— Brief —
Could you retype, exactly as written, every line from the top of the records through the line that contains "and their topics"?

Top of Supplied material

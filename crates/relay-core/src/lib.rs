//! # ccrelay-core
//!
//! State and background work of the ccrelay clan chat relay.
//!
//! - **SubscriptionStore** - persisted topic → subscriber channel mapping
//! - **ConnectionRegistry** - live producer connections and their topics
//! - **LivenessMonitor** - heartbeat that evicts unresponsive connections
//! - **MessageRouter** - forwards chat messages to subscriber channels
//! - **PresenceTracker** - detects topics whose last producer went away
//!
//! ## Architecture
//!
//! ```text
//! ┌────────────┐     ┌──────────────┐     ┌───────────────────┐
//! │ Connection │────▶│ MessageRouter│────▶│ SubscriptionStore │
//! └────────────┘     └──────────────┘     └───────────────────┘
//!       │                   │                       │
//!       ▼                   ▼                       ▼
//! ┌────────────────────┐  ┌────────────┐   ┌───────────────┐
//! │ ConnectionRegistry │  │ ChatClient │   │ KeyValueStore │
//! └────────────────────┘  └────────────┘   └───────────────┘
//!    ▲            ▲                                 ▲
//!    │            └──────── PresenceTracker ────────┘
//! LivenessMonitor
//! ```

pub mod liveness;
pub mod presence;
pub mod registry;
pub mod router;
pub mod store;
pub mod subscriptions;

pub use liveness::{HeartbeatReport, Liveness, LivenessMonitor, TickAction};
pub use presence::{silent_topics, PresenceSnapshot, PresenceTracker};
pub use registry::{ConnectionId, ConnectionRegistry, Signal, SignalReceiver};
pub use router::{ChatClient, ForwardError, MessageRouter, RouteError, RouteReport};
pub use store::{KeyValueStore, MemoryStore, StoreError};
pub use subscriptions::{ChannelId, SubscriptionStore, Topic};

#[cfg(feature = "sled")]
pub use store::SledStore;
//! Server configuration.
//!
//! Configuration is layered from:
//! - Built-in defaults (credentials and port fall back to `DISCORD_TOKEN`,
//!   `APP_ID`, `GUILD_ID`, `PUBLIC_KEY` and `PORT`)
//! - The TOML file named by `CCRELAY_CONFIG`, else the first one found in
//!   the search path
//! - Environment variables (`RELAY_PORT`, `RELAY_HEARTBEAT__INTERVAL_MS`, ...)

use anyhow::{Context, Result};
use serde::{Deserialize, Serialize};
use std::fmt;
use std::net::SocketAddr;
use std::path::{Path, PathBuf};
use std::time::Duration;

/// Configuration files tried in order.
const CONFIG_PATHS: [&str; 3] = [
    "ccrelay.toml",
    "/etc/ccrelay/ccrelay.toml",
    "~/.config/ccrelay/ccrelay.toml",
];

/// Server configuration.
#[derive(Debug, Clone, Serialize, Deserialize)]
pub struct Config {
    /// Host to bind to.
    #[serde(default = "default_host")]
    pub host: String,

    /// Port to listen on.
    #[serde(default = "default_port")]
    pub port: u16,

    /// HTTP routes.
    #[serde(default)]
    pub transport: TransportConfig,

    /// Resource limits.
    #[serde(default)]
    pub limits: LimitsConfig,

    /// Heartbeat configuration.
    #[serde(default)]
    pub heartbeat: HeartbeatConfig,

    /// Presence reconciliation.
    #[serde(default)]
    pub presence: PresenceConfig,

    /// Persistence backend.
    #[serde(default)]
    pub storage: StorageConfig,

    /// Chat platform credentials.
    #[serde(default)]
    pub discord: DiscordConfig,

    /// Subscriptions applied at startup.
    #[serde(default)]
    pub subscriptions: SubscriptionsConfig,

    /// Metrics configuration.
    #[serde(default)]
    pub metrics: MetricsConfig,
}

/// HTTP route configuration.
#[derive(Debug, Clone, Serialize, Deserialize)]
pub struct TransportConfig {
    /// Path producers open their WebSocket on.
    #[serde(default = "default_ws_path")]
    pub websocket_path: String,

    /// Path of the chat-platform interactions webhook.
    #[serde(default = "default_interactions_path")]
    pub interactions_path: String,
}

/// Resource limits configuration.
#[derive(Debug, Clone, Serialize, Deserialize)]
pub struct LimitsConfig {
    /// Maximum number of producer connections.
    #[serde(default = "default_max_connections")]
    pub max_connections: usize,

    /// Maximum producer payload size in bytes. Larger payloads are dropped.
    #[serde(default = "default_max_message_size")]
    pub max_message_size: usize,

    /// Chat messages a connection may have waiting to be routed. Further
    /// messages are dropped until the queue drains.
    #[serde(default = "default_routing_queue")]
    pub routing_queue: usize,
}

/// Heartbeat configuration.
#[derive(Debug, Clone, Serialize, Deserialize)]
pub struct HeartbeatConfig {
    /// Heartbeat interval in milliseconds.
    #[serde(default = "default_heartbeat_interval")]
    pub interval_ms: u64,
}

/// Presence reconciliation configuration.
#[derive(Debug, Clone, Serialize, Deserialize)]
pub struct PresenceConfig {
    /// Reconciliation interval in milliseconds.
    #[serde(default = "default_presence_interval")]
    pub interval_ms: u64,
}

/// Persistence backends.
#[derive(Debug, Clone, Copy, PartialEq, Eq, Serialize, Deserialize)]
#[serde(rename_all = "lowercase")]
pub enum StorageBackend {
    Memory,
    Sled,
}

/// Persistence configuration.
#[derive(Debug, Clone, Serialize, Deserialize)]
pub struct StorageConfig {
    #[serde(default = "default_storage_backend")]
    pub backend: StorageBackend,

    /// Database directory for the sled backend.
    #[serde(default = "default_storage_path")]
    pub path: String,
}

/// A credential that is never printed.
#[derive(Clone, Default, PartialEq, Eq, Serialize, Deserialize)]
#[serde(transparent)]
pub struct Secret(String);

impl Secret {
    #[must_use]
    pub fn new(value: impl Into<String>) -> Self {
        Self(value.into())
    }

    #[must_use]
    pub fn expose(&self) -> &str {
        &self.0
    }

    #[must_use]
    pub fn is_empty(&self) -> bool {
        self.0.is_empty()
    }
}

impl fmt::Debug for Secret {
    fn fmt(&self, f: &mut fmt::Formatter<'_>) -> fmt::Result {
        if self.0.is_empty() {
            f.write_str("Secret(<empty>)")
        } else {
            f.write_str("Secret(<redacted>)")
        }
    }
}

/// Chat platform configuration.
#[derive(Debug, Clone, Serialize, Deserialize)]
pub struct DiscordConfig {
    /// REST API base URL.
    #[serde(default = "default_api_base")]
    pub api_base: String,

    /// Bot token used for REST calls.
    #[serde(default = "default_bot_token")]
    pub bot_token: Secret,

    /// Application ID commands are registered for.
    #[serde(default = "default_application_id")]
    pub application_id: String,

    /// Guild ID commands are registered in.
    #[serde(default = "default_guild_id")]
    pub guild_id: String,

    /// Interactions public key.
    #[serde(default = "default_public_key")]
    pub public_key: String,
}

/// A subscription applied at startup.
#[derive(Debug, Clone, PartialEq, Eq, Serialize, Deserialize)]
pub struct SeedSubscription {
    pub topic: String,
    pub channel_id: String,
}

/// Startup subscriptions.
#[derive(Debug, Clone, Default, Serialize, Deserialize)]
pub struct SubscriptionsConfig {
    #[serde(default)]
    pub seed: Vec<SeedSubscription>,
}

/// Metrics configuration.
#[derive(Debug, Clone, Serialize, Deserialize)]
pub struct MetricsConfig {
    /// Enable metrics export.
    #[serde(default = "default_true")]
    pub enabled: bool,

    /// Metrics port.
    #[serde(default = "default_metrics_port")]
    pub port: u16,
}

// Default value functions
fn env_or_empty(name: &str) -> String {
    std::env::var(name).unwrap_or_default()
}

fn default_host() -> String {
    "0.0.0.0".to_string()
}

fn default_port() -> u16 {
    std::env::var("PORT")
        .ok()
        .and_then(|p| p.parse().ok())
        .unwrap_or(3000)
}

fn default_true() -> bool {
    true
}

fn default_ws_path() -> String {
    "/".to_string()
}

fn default_interactions_path() -> String {
    "/interactions".to_string()
}

fn default_max_connections() -> usize {
    10_000
}

fn default_max_message_size() -> usize {
    ccrelay_protocol::codec::DEFAULT_MAX_EVENT_SIZE
}

fn default_routing_queue() -> usize {
    256
}

fn default_heartbeat_interval() -> u64 {
    30_000 // 30 seconds
}

fn default_presence_interval() -> u64 {
    3_000 // 3 seconds
}

fn default_storage_backend() -> StorageBackend {
    StorageBackend::Memory
}

fn default_storage_path() -> String {
    "data/ccrelay".to_string()
}

fn default_api_base() -> String {
    "https://discord.com/api/v10".to_string()
}

fn default_bot_token() -> Secret {
    Secret(env_or_empty("DISCORD_TOKEN"))
}

fn default_application_id() -> String {
    env_or_empty("APP_ID")
}

fn default_guild_id() -> String {
    env_or_empty("GUILD_ID")
}

fn default_public_key() -> String {
    env_or_empty("PUBLIC_KEY")
}

fn default_metrics_port() -> u16 {
    9090
}

impl Default for Config {
    fn default() -> Self {
        Self {
            host: default_host(),
            port: default_port(),
            transport: TransportConfig::default(),
            limits: LimitsConfig::default(),
            heartbeat: HeartbeatConfig::default(),
            presence: PresenceConfig::default(),
            storage: StorageConfig::default(),
            discord: DiscordConfig::default(),
            subscriptions: SubscriptionsConfig::default(),
            metrics: MetricsConfig::default(),
        }
    }
}

impl Default for TransportConfig {
    fn default() -> Self {
        Self {
            websocket_path: default_ws_path(),
            interactions_path: default_interactions_path(),
        }
    }
}

impl Default for LimitsConfig {
    fn default() -> Self {
        Self {
            max_connections: default_max_connections(),
            max_message_size: default_max_message_size(),
            routing_queue: default_routing_queue(),
        }
    }
}

impl Default for HeartbeatConfig {
    fn default() -> Self {
        Self {
            interval_ms: default_heartbeat_interval(),
        }
    }
}

impl HeartbeatConfig {
    #[must_use]
    pub fn interval(&self) -> Duration {
        Duration::from_millis(self.interval_ms)
    }
}

impl Default for PresenceConfig {
    fn default() -> Self {
        Self {
            interval_ms: default_presence_interval(),
        }
    }
}

impl PresenceConfig {
    #[must_use]
    pub fn interval(&self) -> Duration {
        Duration::from_millis(self.interval_ms)
    }
}

impl Default for StorageConfig {
    fn default() -> Self {
        Self {
            backend: default_storage_backend(),
            path: default_storage_path(),
        }
    }
}

impl Default for DiscordConfig {
    fn default() -> Self {
        Self {
            api_base: default_api_base(),
            bot_token: default_bot_token(),
            application_id: default_application_id(),
            guild_id: default_guild_id(),
            public_key: default_public_key(),
        }
    }
}

impl Default for MetricsConfig {
    fn default() -> Self {
        Self {
            enabled: true,
            port: default_metrics_port(),
        }
    }
}

impl Config {
    /// Load configuration from `CCRELAY_CONFIG` or the first config file
    /// found, overridden by `RELAY_*` environment variables.
    ///
    /// # Errors
    ///
    /// Returns an error if a config file or variable cannot be parsed.
    pub fn load() -> Result<Self> {
        let base = match Self::find_config_file() {
            Some(path) => {
                tracing::info!("Loading configuration from {}", path.display());
                Self::from_file(path)?
            }
            None => Self::default(),
        };

        config::Config::builder()
            .add_source(config::Config::try_from(&base).context("Failed to layer configuration")?)
            .add_source(
                config::Environment::with_prefix("RELAY")
                    .prefix_separator("_")
                    .separator("__")
                    .try_parsing(true),
            )
            .build()
            .context("Failed to read configuration")?
            .try_deserialize()
            .context("Failed to parse configuration")
    }

    fn find_config_file() -> Option<PathBuf> {
        if let Ok(path) = std::env::var("CCRELAY_CONFIG") {
            return Some(PathBuf::from(shellexpand::tilde(&path).as_ref()));
        }

        CONFIG_PATHS
            .iter()
            .map(|path| PathBuf::from(shellexpand::tilde(path).as_ref()))
            .find(|path| path.exists())
    }

    /// Load configuration from a specific file.
    ///
    /// # Errors
    ///
    /// Returns an error if the file cannot be read or parsed.
    pub fn from_file(path: impl AsRef<Path>) -> Result<Self> {
        let path = path.as_ref();
        let contents = std::fs::read_to_string(path)
            .with_context(|| format!("Failed to read config file: {}", path.display()))?;

        let config: Config = toml::from_str(&contents)
            .with_context(|| format!("Failed to parse config file: {}", path.display()))?;

        Ok(config)
    }

    /// Get the socket address to bind to.
    ///
    /// # Errors
    ///
    /// Returns an error if host and port do not form a socket address.
    pub fn bind_addr(&self) -> Result<SocketAddr> {
        format!("{}:{}", self.host, self.port)
            .parse()
            .with_context(|| format!("Invalid bind address {}:{}", self.host, self.port))
    }
}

Bottom of Supplied material

— Written solution —
filename crates/relay-core/src/lib.rs
//! # ccrelay-core
//!
//! State and background work of the ccrelay clan chat relay.
//!
//! - **SubscriptionStore** - persisted topic → subscriber channel mapping
//! - **ConnectionRegistry** - live producer connections and their topics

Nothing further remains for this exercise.